Il démarre ce 09 dans 117 districts de santé (DS) de 6 régions du pays et s’achève le 11 octobre 2020.

Stopper la circulation du poliovirus circulant de type 2 dérivé de souche vaccinale (cVDPV2) en renforçant l’immunité collective chez les enfants de moins de cinq (05) ans par le vaccin polio oral monovalent de type 2 (VPOm2). Tel est le but fixé par ce 2e tour de la campagne nationale de vaccination contre la poliomyélite. Surtout que, malgré l’étape franchie dans la marche vers l’éradication de cette maladie invalidante avec le statut de pays certifié libre du poliovirus sauvage obtenu à l’issue de la réunion de la Commission régionale de certification de la poliomyélite pour l’Afrique en juin 2020, des cas de poliovirus circulants dérivés de type 2 ont été enregistrés dans certaines régions du Cameroun.

Voilà pourquoi et dans le souci de maintenir ce statut, le gouvernement a décidé d’organiser deux tours de journées locales de vaccination contre la poliomyélite (JLV). Après le 1er tour du 18 au 20 septembre dernier, le 2e démarre ce 9 octobre 2020 dans 117 districts de santé situés dans les régions de l’Adamaoua, du Centre, de l’Est, de l’Extrême-Nord, du Littoral et du Nord.  Car, « Un enfant qui a reçu au moins quatre doses de vaccin polio est immunisé à vie », rappelle le Dr Edzoa Essomba, Incident manager adjoint du SGI Polio pour le Centre.

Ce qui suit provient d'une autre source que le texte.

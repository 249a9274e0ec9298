//! The ordered list of live segments and its commit points.

use std::collections::{BTreeMap, BTreeSet, HashSet};
use std::sync::Arc;

use serde::{Deserialize, Serialize};

use crate::codec::checksum;
use crate::error::{Result, SluiceError};
use crate::index::segment::{SegmentCommitInfo, SegmentRecord, base36, parse_base36};
use crate::storage::Directory;

/// Prefix of commit point files.
pub const SEGMENTS_PREFIX: &str = "segments_";

/// Prefix of commit point files still being written.
pub const PENDING_SEGMENTS_PREFIX: &str = "pending_segments_";

const COMMIT_FORMAT_VERSION: u32 = 1;

/// Name of the commit point file for a generation.
pub fn segments_file_name(generation: u64) -> String {
    format!("{SEGMENTS_PREFIX}{}", base36(generation))
}

/// Generation encoded in a commit point file name.
pub fn generation_from_segments_file_name(name: &str) -> Option<u64> {
    name.strip_prefix(SEGMENTS_PREFIX).and_then(parse_base36)
}

#[derive(Debug, Serialize, Deserialize)]
struct CommitRecord {
    format: u32,
    generation: u64,
    version: u64,
    counter: u64,
    segments: Vec<SegmentRecord>,
    #[serde(default)]
    user_data: BTreeMap<String, String>,
}

/// Ordered segments of an index plus commit bookkeeping.
///
/// Segment order is creation order except that a merged segment takes the
/// position of its first input.
#[derive(Clone, Debug, Default)]
pub struct SegmentCatalog {
    segments: Vec<Arc<SegmentCommitInfo>>,
    /// Generation of the last commit point written or loaded.
    generation: u64,
    /// Bumped on every mutation.
    version: u64,
    /// Next segment name counter.
    counter: u64,
    user_data: BTreeMap<String, String>,
}

impl SegmentCatalog {
    pub fn new() -> Self {
        Self::default()
    }

    /// Allocate the next segment name.
    pub fn new_segment_name(&mut self) -> String {
        let name = format!("_{}", base36(self.counter));
        self.counter += 1;
        self.changed();
        name
    }

    pub fn generation(&self) -> u64 {
        self.generation
    }

    pub fn version(&self) -> u64 {
        self.version
    }

    pub fn counter(&self) -> u64 {
        self.counter
    }

    /// Record a mutation that happened outside the segment list (deletes, names).
    pub fn changed(&mut self) {
        self.version += 1;
    }

    pub fn len(&self) -> usize {
        self.segments.len()
    }

    pub fn is_empty(&self) -> bool {
        self.segments.is_empty()
    }

    pub fn segments(&self) -> &[Arc<SegmentCommitInfo>] {
        &self.segments
    }

    pub fn iter(&self) -> impl Iterator<Item = &Arc<SegmentCommitInfo>> {
        self.segments.iter()
    }

    pub fn get(&self, name: &str) -> Option<&Arc<SegmentCommitInfo>> {
        self.segments.iter().find(|s| s.name() == name)
    }

    pub fn contains(&self, name: &str) -> bool {
        self.get(name).is_some()
    }

    pub fn user_data(&self) -> &BTreeMap<String, String> {
        &self.user_data
    }

    pub fn set_user_data(&mut self, user_data: BTreeMap<String, String>) {
        self.user_data = user_data;
        self.changed();
    }

    /// Append a segment; names must be unique.
    pub fn add(&mut self, segment: Arc<SegmentCommitInfo>) -> Result<()> {
        if self.contains(segment.name()) {
            return Err(SluiceError::illegal_state(format!(
                "segment {} is already in the catalog",
                segment.name()
            )));
        }
        self.segments.push(segment);
        self.changed();
        Ok(())
    }

    /// Remove a segment by name, returning it.
    pub fn remove(&mut self, name: &str) -> Option<Arc<SegmentCommitInfo>> {
        let position = self.segments.iter().position(|s| s.name() == name)?;
        self.changed();
        Some(self.segments.remove(position))
    }

    /// Replace `inputs` by `merged` at the position of the first input.
    ///
    /// A merged segment without live documents is dropped instead. Every input
    /// must still be present.
    pub fn apply_merge_changes(
        &mut self,
        inputs: &[Arc<SegmentCommitInfo>],
        merged: Option<Arc<SegmentCommitInfo>>,
    ) -> Result<()> {
        let names: HashSet<&str> = inputs.iter().map(|s| s.name()).collect();
        let present = self
            .segments
            .iter()
            .filter(|s| names.contains(s.name()))
            .count();
        if present != names.len() {
            return Err(SluiceError::illegal_state(format!(
                "merge inputs {} are no longer all in the catalog",
                inputs
                    .iter()
                    .map(|s| s.name())
                    .collect::<Vec<_>>()
                    .join(" ")
            )));
        }
        if let Some(merged) = &merged {
            if self.contains(merged.name()) {
                return Err(SluiceError::illegal_state(format!(
                    "merged segment {} is already in the catalog",
                    merged.name()
                )));
            }
        }

        let mut merged = merged.filter(|s| s.live_docs() > 0);
        let mut result = Vec::with_capacity(self.segments.len() + 1 - names.len());
        for segment in self.segments.drain(..) {
            if names.contains(segment.name()) {
                if let Some(merged) = merged.take() {
                    result.push(merged);
                }
            } else {
                result.push(segment);
            }
        }
        self.segments = result;
        self.changed();
        Ok(())
    }

    /// Drop every segment (used by delete-all).
    pub fn clear(&mut self) {
        self.segments.clear();
        self.changed();
    }

    pub fn total_max_doc(&self) -> u64 {
        self.segments.iter().map(|s| s.max_doc() as u64).sum()
    }

    pub fn total_live_docs(&self) -> u64 {
        self.segments.iter().map(|s| s.live_docs() as u64).sum()
    }

    /// Files referenced by the segments (and by the current commit point if asked).
    pub fn files(&self, include_segments_file: bool) -> BTreeSet<String> {
        let mut files: BTreeSet<String> = self.segments.iter().flat_map(|s| s.files()).collect();
        if include_segments_file && self.generation > 0 {
            files.insert(segments_file_name(self.generation));
        }
        files
    }

    /// Write the next commit point and make it durable.
    ///
    /// The commit is written under a pending name and renamed once synced,
    /// so readers never see a partial commit.
    pub fn commit(&mut self, directory: &dyn Directory) -> Result<String> {
        let next_generation = self.generation + 1;
        let record = CommitRecord {
            format: COMMIT_FORMAT_VERSION,
            generation: next_generation,
            version: self.version,
            counter: self.counter,
            segments: self.segments.iter().map(|s| s.to_record()).collect(),
            user_data: self.user_data.clone(),
        };
        let json = serde_json::to_vec(&record)?;

        let pending = format!("{PENDING_SEGMENTS_PREFIX}{}", base36(next_generation));
        let name = segments_file_name(next_generation);
        let mut output = directory.create_output(&pending)?;
        checksum::write_records(output.as_mut(), [json.as_slice()])?;
        output.close()?;

        let mut to_sync: Vec<String> = self.files(false).into_iter().collect();
        to_sync.push(pending.clone());
        directory.sync(&to_sync)?;
        directory.rename(&pending, &name)?;

        self.generation = next_generation;
        Ok(name)
    }

    /// Load the newest commit point, or `None` if the directory has none.
    pub fn read_latest(directory: &dyn Directory) -> Result<Option<SegmentCatalog>> {
        let latest = directory
            .list_all()?
            .iter()
            .filter_map(|name| generation_from_segments_file_name(name))
            .max();
        match latest {
            Some(generation) => Self::read(directory, generation).map(Some),
            None => Ok(None),
        }
    }

    /// Load a specific commit point.
    pub fn read(directory: &dyn Directory, generation: u64) -> Result<SegmentCatalog> {
        let name = segments_file_name(generation);
        let bytes = directory.read_file(&name)?;
        let mut records = checksum::read_records(&bytes, &name)?;
        let json = records
            .pop()
            .filter(|_| records.is_empty())
            .ok_or_else(|| SluiceError::corruption(format!("{name}: expected one record")))?;
        let record: CommitRecord = serde_json::from_slice(&json)?;
        if record.format != COMMIT_FORMAT_VERSION {
            return Err(SluiceError::corruption(format!(
                "{name}: unsupported commit format {}",
                record.format
            )));
        }
        if record.generation != generation {
            return Err(SluiceError::corruption(format!(
                "{name}: generation mismatch ({})",
                record.generation
            )));
        }

        let mut catalog = SegmentCatalog {
            segments: Vec::with_capacity(record.segments.len()),
            generation: record.generation,
            version: record.version,
            counter: record.counter,
            user_data: record.user_data,
        };
        for segment in record.segments {
            catalog.add(Arc::new(SegmentCommitInfo::from_record(segment)))?;
        }
        Ok(catalog)
    }

    /// Human-readable segment list, e.g. `_0(10) _1(5)/2:M`.
    pub fn describe(&self) -> String {
        self.segments
            .iter()
            .map(|s| s.to_string())
            .collect::<Vec<_>>()
            .join(" ")
    }
}

#[cfg(test)]
mod tests {
    use super::*;
    use crate::index::segment::test_segment;
    use crate::storage::memory::RamDirectory;

    fn catalog_of(sizes: &[u32]) -> SegmentCatalog {
        let mut catalog = SegmentCatalog::new();
        for &max_doc in sizes {
            let name = catalog.new_segment_name();
            catalog
                .add(Arc::new(test_segment(&name, max_doc, 0, max_doc as u64)))
                .unwrap();
        }
        catalog
    }

    #[test]
    fn test_add_rejects_duplicates() {
        let mut catalog = catalog_of(&[10]);
        let duplicate = Arc::new(test_segment("_0", 3, 0, 3));
        assert!(catalog.add(duplicate).is_err());
        assert_eq!(catalog.len(), 1);
    }

    #[test]
    fn test_apply_merge_changes_keeps_first_input_position() {
        let mut catalog = catalog_of(&[10, 20, 30, 40]);
        let inputs = vec![
            Arc::clone(catalog.get("_1").unwrap()),
            Arc::clone(catalog.get("_3").unwrap()),
        ];
        let merged = Arc::new(test_segment("_m", 60, 0, 60));
        let version = catalog.version();

        catalog.apply_merge_changes(&inputs, Some(merged)).unwrap();

        let names: Vec<&str> = catalog.iter().map(|s| s.name()).collect();
        assert_eq!(names, vec!["_0", "_m", "_2"]);
        assert_eq!(catalog.total_max_doc(), 100);
        assert!(catalog.version() > version);

        // Inputs are gone now, so the same merge cannot commit twice.
        assert!(
            catalog
                .apply_merge_changes(&inputs, Some(Arc::new(test_segment("_n", 1, 0, 1))))
                .is_err()
        );
    }

    #[test]
    fn test_fully_deleted_merge_result_is_dropped() {
        let mut catalog = catalog_of(&[5, 5]);
        let inputs: Vec<_> = catalog.iter().cloned().collect();
        let merged = Arc::new(test_segment("_m", 0, 0, 0));
        catalog.apply_merge_changes(&inputs, Some(merged)).unwrap();
        assert!(catalog.is_empty());
    }

    #[test]
    fn test_live_doc_accounting() {
        let catalog = catalog_of(&[10, 20]);
        catalog.get("_1").unwrap().advance_del_gen(1, 5, 20).unwrap();
        assert_eq!(catalog.total_max_doc(), 30);
        assert_eq!(catalog.total_live_docs(), 25);
    }

    #[test]
    fn test_commit_and_read_latest() {
        let dir = RamDirectory::new();
        assert!(SegmentCatalog::read_latest(&dir).unwrap().is_none());

        let mut catalog = catalog_of(&[10, 20]);
        for name in catalog.files(false) {
            dir.write_file(&name, b"data").unwrap();
        }
        assert_eq!(catalog.commit(&dir).unwrap(), "segments_1");
        catalog.remove("_0");
        assert_eq!(catalog.commit(&dir).unwrap(), "segments_2");

        let loaded = SegmentCatalog::read_latest(&dir).unwrap().unwrap();
        assert_eq!(loaded.generation(), 2);
        assert_eq!(loaded.counter(), 2);
        assert_eq!(loaded.describe(), "_1(20)");
        assert!(loaded.files(true).contains("segments_2"));
        assert!(!dir.list_all().unwrap().iter().any(|f| f.starts_with("pending")));
    }

    #[test]
    fn test_corrupt_commit_is_detected() {
        let dir = RamDirectory::new();
        let mut catalog = catalog_of(&[1]);
        catalog.commit(&dir).unwrap();
        dir.corrupt_byte("segments_1", 6).unwrap();
        assert!(matches!(
            SegmentCatalog::read_latest(&dir),
            Err(SluiceError::Corruption(_))
        ));
    }
}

Il sera lancé ce jour à Nkolbisson, en raison de son faible taux de Couverture vaccinale (48%).

4876 620 enfants sont ciblés dont : 423 023 dans l’Adamaoua, 1 million 227 mille 457 au Centre, 385 814 à l’Est, 1 million 279 mille 140 enfants dans 25 DS de l’Extrême-Nord, 636 615 au Littoral et 924 573 dans le Nord. Dans l’Adamaoua par exemple, le Programme élargi de vaccination (PEV) a requis les services de 850 mobilisateurs et 1085 agents vaccinateurs qui seront déployés dans 102 aires de santé de la région. Les équipes comptent utiliser différentes stratégies à l’instar de celles fixes et fixes temporaires dans les formations sanitaires, les écoles, mosquées, églises, péages, pour atteindre la cible. « Un enfant non vacciné est une épidémie non déclarée », prévient le Dr Patrick Ngou, pédiatre.